Wave for the waterfowl

Bill Graves, Special to The County
2 years ago

Hunting season for native Canada geese runs Sept. 1-24 and the generous six-bird-a-day limit attracts a growing number of local waterfowlers and many from downstate as well. 

There’s actually a 10-goose daily limit in the south and coastal zones, but here in the Crown of Maine we have more local honkers, a wide array of fields with attractive grain, grasses and other food options and very few “no hunting” signs.

Another plus to this early season is the high percentage of young geese. Unlike older birds and migrating honkers that will start arriving next month, juvenile geese are easier to decoy.  They haven’t seen all the decoy setups, heard all the various calls and flown over hundreds of blinds and hunters while being shot at and survived. The plentiful number of geese born this spring increases hunting success, and is especially advantageous to novice waterfowlers and youngsters. 

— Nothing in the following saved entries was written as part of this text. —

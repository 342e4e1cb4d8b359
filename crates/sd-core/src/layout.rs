//! Text layout engine.
//!
//! Converts a slide's percentage-based layers into pixel geometry for one
//! render size: resolved font, wrapped lines with measured widths, block
//! height, stroke and shadow parameters, and the boxes used for hit testing
//! and containment. Every backend runs this same code, so screen, client
//! export, and server export agree on where text goes.
//!
//! Layout is a pure function of `(slide, viewport, metrics)`. Geometry is
//! never cached or mutated; each pass derives it afresh.

use crate::id::LayerId;
use crate::mapper;
use crate::metrics::{FontSpec, TextMetrics};
use crate::model::*;
use serde::Serialize;

// ─── Shared constants ────────────────────────────────────────────────────

/// Width at which layer font sizes and pixel parameters are authored.
pub const REFERENCE_WIDTH: f32 = 1000.0;
/// Line-height multiplier when a layer doesn't set one.
pub const DEFAULT_LINE_HEIGHT: f32 = 1.15;
/// Floor on a layer's authored font size, before scaling.
pub const MIN_FONT_SIZE: f32 = 12.0;
/// Padding around the tight content box, in render pixels.
pub const BOX_PADDING: f32 = 8.0;

pub const DEFAULT_SHADOW_BLUR: f32 = 20.0;
pub const DEFAULT_SHADOW_OPACITY: f32 = 80.0;
pub const DEFAULT_SHADOW_OFFSET_Y: f32 = 4.0;

// ─── Geometry types ──────────────────────────────────────────────────────

/// The render surface dimensions, in layout pixels.
#[derive(Debug, Clone, Copy, PartialEq, Serialize)]
pub struct Viewport {
    pub width: f32,
    pub height: f32,
}

impl Default for Viewport {
    fn default() -> Self {
        Self {
            width: 1080.0,
            height: 1920.0,
        }
    }
}

impl Viewport {
    pub fn new(width: f32, height: f32) -> Self {
        Self { width, height }
    }

    /// True until the surface reports a real, positive size.
    pub fn is_empty(&self) -> bool {
        !(self.width.is_finite() && self.height.is_finite() && self.width > 0.0 && self.height > 0.0)
    }

    /// Ratio of this width to the reference width.
    pub fn scale(&self) -> f32 {
        self.width / REFERENCE_WIDTH
    }
}

/// Axis-aligned box in render pixels.
#[derive(Debug, Clone, Copy, PartialEq, Default, Serialize)]
pub struct ResolvedBounds {
    pub x: f32,
    pub y: f32,
    pub width: f32,
    pub height: f32,
}

impl ResolvedBounds {
    pub fn contains(&self, px: f32, py: f32) -> bool {
        px >= self.x && px <= self.x + self.width && py >= self.y && py <= self.y + self.height
    }

    pub fn center(&self) -> (f32, f32) {
        (self.x + self.width / 2.0, self.y + self.height / 2.0)
    }

    pub fn right(&self) -> f32 {
        self.x + self.width
    }

    pub fn bottom(&self) -> f32 {
        self.y + self.height
    }

    /// Grow by `d` on every side.
    pub fn inflate(&self, d: f32) -> Self {
        Self {
            x: self.x - d,
            y: self.y - d,
            width: self.width + 2.0 * d,
            height: self.height + 2.0 * d,
        }
    }
}

/// One wrapped line and its measured width (letter spacing included).
#[derive(Debug, Clone, PartialEq, Serialize)]
pub struct LineGeometry {
    pub text: String,
    pub width: f32,
}

#[derive(Debug, Clone, Copy, PartialEq, Serialize)]
pub struct ResolvedStroke {
    /// Render pixels. Zero means no stroke pass.
    pub width: f32,
    pub color: Color,
}

#[derive(Debug, Clone, Copy, PartialEq, Serialize)]
#[serde(rename_all = "camelCase")]
pub struct ResolvedShadow {
    /// Color with the resolved opacity folded into alpha.
    pub color: Color,
    pub blur: f32,
    pub offset_x: f32,
    pub offset_y: f32,
}

/// Derived per-layer geometry for one render size.
#[derive(Debug, Clone, PartialEq, Serialize)]
#[serde(rename_all = "camelCase")]
pub struct LayerGeometry {
    pub layer_id: LayerId,
    pub lines: Vec<LineGeometry>,
    pub font: FontSpec,
    /// Extra advance per character, render pixels.
    pub letter_spacing: f32,
    /// Line pitch in render pixels (`size × multiplier`).
    pub line_height: f32,
    pub block_height: f32,
    /// Wrap budget in render pixels.
    pub wrap_width: f32,
    /// Widest measured line (tight width).
    pub content_width: f32,
    pub align: TextAlign,
    /// Anchor point `(cx, cy)` in render pixels.
    pub anchor: (f32, f32),
    pub fill: Color,
    pub stroke: ResolvedStroke,
    pub shadow: Option<ResolvedShadow>,
    /// Wrap-budget box, centered on the anchor.
    pub bounds: ResolvedBounds,
    /// Tight content box, positioned according to alignment.
    pub content_bounds: ResolvedBounds,
}

impl LayerGeometry {
    /// Vertical center of line `i`. Lines are centered as a block on the anchor.
    pub fn line_center_y(&self, i: usize) -> f32 {
        let top = self.anchor.1 - self.block_height / 2.0;
        top + (i as f32 + 0.5) * self.line_height
    }

    /// Horizontal text anchor: the wrap-box edge or center matching alignment.
    pub fn text_anchor_x(&self) -> f32 {
        mapper::text_anchor_x(self.align, self.anchor.0, self.wrap_width)
    }

    /// Left edge of line `i` when drawn from its alignment anchor.
    pub fn line_left(&self, i: usize) -> f32 {
        let width = self.lines.get(i).map_or(0.0, |l| l.width);
        let ax = self.text_anchor_x();
        match self.align {
            TextAlign::Left => ax,
            TextAlign::Center => ax - width / 2.0,
            TextAlign::Right => ax - width,
        }
    }

    /// Content box grown by [`BOX_PADDING`]: the visible selection box.
    pub fn padded_bounds(&self) -> ResolvedBounds {
        self.content_bounds.inflate(BOX_PADDING)
    }
}

// ─── Layout ──────────────────────────────────────────────────────────────

/// Lay out every layer of `slide` in paint order.
///
/// An empty viewport yields empty geometry; this happens transiently while
/// a host surface is still sizing itself.
pub fn layout_slide(
    slide: &Slide,
    viewport: Viewport,
    metrics: &dyn TextMetrics,
) -> Vec<LayerGeometry> {
    if viewport.is_empty() {
        log::trace!(
            "layout skipped for {}: viewport {}x{}",
            slide.id,
            viewport.width,
            viewport.height
        );
        return Vec::new();
    }
    slide
        .layers
        .iter()
        .map(|layer| layout_layer(slide, layer, viewport, metrics))
        .collect()
}

/// Lay out a single layer of `slide`.
pub fn layout_layer(
    slide: &Slide,
    layer: &TextLayer,
    viewport: Viewport,
    metrics: &dyn TextMetrics,
) -> LayerGeometry {
    let scale = viewport.scale();
    let settings = &slide.settings;

    let font = resolve_font(slide, layer, viewport);
    let letter_spacing = layer.letter_spacing.unwrap_or(0.0) * scale;
    let multiplier = layer
        .line_height
        .filter(|lh| lh.is_finite() && *lh > 0.0)
        .unwrap_or(DEFAULT_LINE_HEIGHT);

    let text = if layer.uppercase {
        layer.content.to_uppercase()
    } else {
        layer.content.clone()
    };

    let width_pct = if layer.width.is_finite() {
        layer.width.clamp(MIN_LAYER_WIDTH, 100.0)
    } else {
        80.0
    };
    let wrap_width = width_pct / 100.0 * viewport.width;

    let lines = wrap_text(&text, wrap_width, &font, letter_spacing, metrics);
    let content_width = lines.iter().fold(0.0_f32, |acc, l| acc.max(l.width));
    let line_height = font.size * multiplier;
    let block_height = lines.len() as f32 * line_height;

    let align = slide.alignment(layer);
    let (px, py) = slide.anchor(layer);
    let (cx, cy) = mapper::to_pixel_center(clamp_percent(px), clamp_percent(py), viewport);

    let top = cy - block_height / 2.0;
    let bounds = ResolvedBounds {
        x: cx - wrap_width / 2.0,
        y: top,
        width: wrap_width,
        height: block_height,
    };
    let content_bounds = ResolvedBounds {
        x: mapper::box_origin_x(align, cx, wrap_width, content_width),
        y: top,
        width: content_width,
        height: block_height,
    };

    let geometry = LayerGeometry {
        layer_id: layer.id,
        lines,
        font,
        letter_spacing,
        line_height,
        block_height,
        wrap_width,
        content_width,
        align,
        anchor: (cx, cy),
        fill: settings.fill_color,
        stroke: resolve_stroke(settings, layer, scale),
        shadow: resolve_shadow(settings, scale),
        bounds,
        content_bounds,
    };
    log::trace!(
        "layout {}: {} line(s), {:.1}px font, content {:.1}/{:.1}px",
        layer.id,
        geometry.lines.len(),
        geometry.font.size,
        geometry.content_width,
        geometry.wrap_width
    );
    geometry
}

/// Effective font for a layer at this render size.
pub fn resolve_font(slide: &Slide, layer: &TextLayer, viewport: Viewport) -> FontSpec {
    let base = layer
        .font_size
        .filter(|s| s.is_finite())
        .unwrap_or_else(|| layer.kind.default_size())
        .max(MIN_FONT_SIZE);
    let font_scale = match slide.settings.font_scale {
        s if s.is_finite() && s > 0.0 => s,
        _ => 1.0,
    };
    let family = layer
        .font_family
        .as_deref()
        .filter(|f| !f.trim().is_empty())
        .unwrap_or(&slide.settings.font_family);
    FontSpec::new(family, layer.kind.weight(), base * font_scale * viewport.scale())
}

/// Layer override wins when present (even when disabled); otherwise the
/// global stroke applies whenever its width is positive.
pub fn resolve_stroke(settings: &TextSettings, layer: &TextLayer, scale: f32) -> ResolvedStroke {
    match &layer.stroke {
        Some(o) if o.enabled => ResolvedStroke {
            width: o.width.unwrap_or(settings.stroke_width).max(0.0) * scale,
            color: o.color.unwrap_or(settings.stroke_color),
        },
        Some(o) => ResolvedStroke {
            width: 0.0,
            color: o.color.unwrap_or(settings.stroke_color),
        },
        None => ResolvedStroke {
            width: settings.stroke_width.max(0.0) * scale,
            color: settings.stroke_color,
        },
    }
}

pub fn resolve_shadow(settings: &TextSettings, scale: f32) -> Option<ResolvedShadow> {
    if !settings.shadow {
        return None;
    }
    let opacity = settings
        .shadow_opacity
        .unwrap_or(DEFAULT_SHADOW_OPACITY)
        .clamp(0.0, 100.0);
    Some(ResolvedShadow {
        color: settings
            .shadow_color
            .unwrap_or(Color::BLACK)
            .with_alpha_scaled(opacity / 100.0),
        blur: settings.shadow_blur.unwrap_or(DEFAULT_SHADOW_BLUR).max(0.0) * scale,
        offset_x: settings.shadow_offset_x.unwrap_or(0.0) * scale,
        offset_y: settings.shadow_offset_y.unwrap_or(DEFAULT_SHADOW_OFFSET_Y) * scale,
    })
}

/// Measured width of `text` with uniform letter spacing.
pub fn measure_line(
    metrics: &dyn TextMetrics,
    text: &str,
    font: &FontSpec,
    letter_spacing: f32,
) -> f32 {
    let base = metrics.measure(text, font);
    if letter_spacing == 0.0 {
        base
    } else {
        base + letter_spacing * text.chars().count() as f32
    }
}

/// Greedy word wrap.
///
/// Explicit newlines split paragraphs first; each paragraph is then wrapped
/// word by word. A word wider than `budget` stays whole on its own line.
/// Blank paragraphs produce no line; content with no words at all yields a
/// single empty line.
pub fn wrap_text(
    text: &str,
    budget: f32,
    font: &FontSpec,
    letter_spacing: f32,
    metrics: &dyn TextMetrics,
) -> Vec<LineGeometry> {
    let measure = |s: &str| measure_line(metrics, s, font, letter_spacing);
    let mut lines = Vec::new();

    for paragraph in text.split('\n') {
        let mut current = String::new();
        for word in paragraph.split_whitespace() {
            if current.is_empty() {
                current.push_str(word);
                continue;
            }
            let candidate = format!("{current} {word}");
            if measure(&candidate) <= budget {
                current = candidate;
            } else {
                let width = measure(&current);
                lines.push(LineGeometry {
                    text: std::mem::replace(&mut current, word.to_string()),
                    width,
                });
            }
        }
        if !current.is_empty() {
            let width = measure(&current);
            lines.push(LineGeometry {
                text: current,
                width,
            });
        }
    }

    if lines.is_empty() {
        lines.push(LineGeometry {
            text: String::new(),
            width: 0.0,
        });
    }
    lines
}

If there’s a downside to the early season hunt, it would be that most flocks are fairly small, most being family groups of 6 to 12 geese. They won’t start to form larger flocks until the weather gets colder and migrating birds begin arriving in large numbers. The other challenge is locating a field where the honkers are feeding and hoping they will return the next day when you set up blinds and decoys. There are just so many crop fields to feed in that flocks change locations often depending on weather, wind speed and direction, and just the whimsy of the older birds leading the feeding flights. 

The Cushmans of Mars Hill enjoyed excellent success on an early September native goose hunt last fall. From left, Connor, Dad Garrett, Carson and Ethan all bagged multiple birds. (Courtesy of Bill Graves)

One of the most important guidelines of hunting waterfowl is to wear lots of camouflage clothing, especially gloves and face mask, since those two areas have the most need for some movement. The main addendum to that rule is stay as motionless as possible. A Canada goose has the eyesight equivalent to a 10-power scope — far superior to humans. Any overt movement will be seen from afar as the many sharp eyes in a flock search for danger as they approach a field, and they will quickly avert and wing away.

Whatever style of blind you use — layout, hay bale, lean-to or natural hedge and field-edge brush — must be well concealed to hide movement. Use of commercial camo cloth combined with limbs, leaves, stalks of grain and tall grasses are a great benefit. Hunters won’t need a lot of decoys since local geese are used to seeing small, family size groups; a dozen or 15 will work. The more realistic and life-size, the better. I prefer full-body, fully flocked, set on a motion stake, allowing the decoy to gently turn and move realistically when a mild wind blows.

There is one important and very beneficial exception to the “no movement” rule and it will greatly benefit your hunting success. Use a flag to simulate flying and landing geese near your decoys; nothing will work better to get the attention of faraway flocks. They will see the movement with their acute eyesight and think other geese have found food and are landing, and as they wing closer to investigate then they will spot the decoy spread.

Early season goose hunting does not require a lot of decoys, but using a handheld flag and adding a an elevated landing decoy that moves in the wind like the one pictured in front greatly increases success. (Courtesy of Bill Graves)

I made my own first waterfowl flag over 25 years ago by sewing and a black and white triangle of cloth together into a square and stapling it to a three-foot length of dowel. Initially it was very effective for attracting sea ducks along the coast, so I tried it for geese and found it really got the attention of distant passing flocks. Now there are dozens of commercially produced goose flags. This item is likely to be the least expensive and most effective piece of gear for honker hunting, often costing less than a box of non-toxic shotgun shells.

There are dozens of high-tech versions of basic flags; one very good one is a Tyvek cutout of a flying goose that is screen-printed in full color. This “goose kite” is attached by a 3-foot length of string to a 15-foot extendable Fiberglas pole and sails over the decoys on the lightest breeze like a real goose. There are other models that perch on a 4-foot pole stuck in the ground. Another sits on a tripod a foot off the ground, with flapping wings to portray realism and motion among the decoys.

Whatever else a goose hunter carries afield for September honker hunting, some sort of manual flag is a must. It’s far better than more decoys or larger, louder calling. Wind-activated or even the more intricate and expensive battery-operated flapping or spinning wing decoys can be effective also. This is the one situation where some hunter motion is acceptable and an advantage. 

Wave to the geese and perhaps they will come closer and wave back.